● **Records for the task**:
// Copyright (c) 2025 Varshith Gudur. Licensed under AGPLv3.
use certwatch_node::config::AuditConfig;
use certwatch_verify::CheckOverrides;

#[test]
fn test_check_flags_override_environment() {
    let mut cfg = AuditConfig::default();
    CheckOverrides {
        host: Some("http://127.0.0.1:4943".into()),
        root_key_hex: Some("ab".repeat(96)),
        now_ns: Some(1_704_067_200_000_000_000),
        ..Default::default()
    }
    .apply(&mut cfg);

    assert_eq!(cfg.ic_host, "http://127.0.0.1:4943");
    assert_eq!(cfg.root_key_hex, "ab".repeat(96));
    assert_eq!(
        cfg.time_window().unwrap().now_ns,
        Some(1_704_067_200_000_000_000)
    );
}

#[test]
fn test_unset_flags_keep_environment() {
    let mut cfg = AuditConfig {
        api_url: "http://index.local".into(),
        now_ns: Some(7),
        ..Default::default()
    };
    CheckOverrides::default().apply(&mut cfg);

    assert_eq!(cfg.api_url, "http://index.local");
    assert_eq!(cfg.now_ns, Some(7));
    assert!(!cfg.ignore_time);

    CheckOverrides {
        ignore_time: true,
        ..Default::default()
    }
    .apply(&mut cfg);
    assert!(cfg.time_window().is_none());
}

● **Task requirements**: Repeat the listing above in full, word for word.

● **Task answer**:
// Copyright (c) 2025 Varshith Gudur. Licensed under AGPLv3.
use certwatch_node::config::AuditConfig;
use certwatch_verify::CheckOverrides;

#[test]
fn test_check_flags_override_environment() {
    let mut cfg = AuditConfig::default();
    CheckOverrides {
        host: Some("http://127.0.0.1:4943".into()),
        root_key_hex: Some("ab".repeat(96)),
        now_ns: Some(1_704_067_200_000_000_000),
        ..Default::default()
    }
    .apply(&mut cfg);

    assert_eq!(cfg.ic_host, "http://127.0.0.1:4943");
    assert_eq!(cfg.root_key_hex, "ab".repeat(96));
    assert_eq!(
        cfg.time_window().unwrap().now_ns,
        Some(1_704_067_200_000_000_000)
    );
}

#[test]
fn test_unset_flags_keep_environment() {
    let mut cfg = AuditConfig {
        api_url: "http://index.local".into(),
        now_ns: Some(7),
        ..Default::default()
    };
    CheckOverrides::default().apply(&mut cfg);

    assert_eq!(cfg.api_url, "http://index.local");
    assert_eq!(cfg.now_ns, Some(7));
    assert!(!cfg.ignore_time);

    CheckOverrides {
        ignore_time: true,
        ..Default::default()
    }
    .apply(&mut cfg);
    assert!(cfg.time_window().is_none());
}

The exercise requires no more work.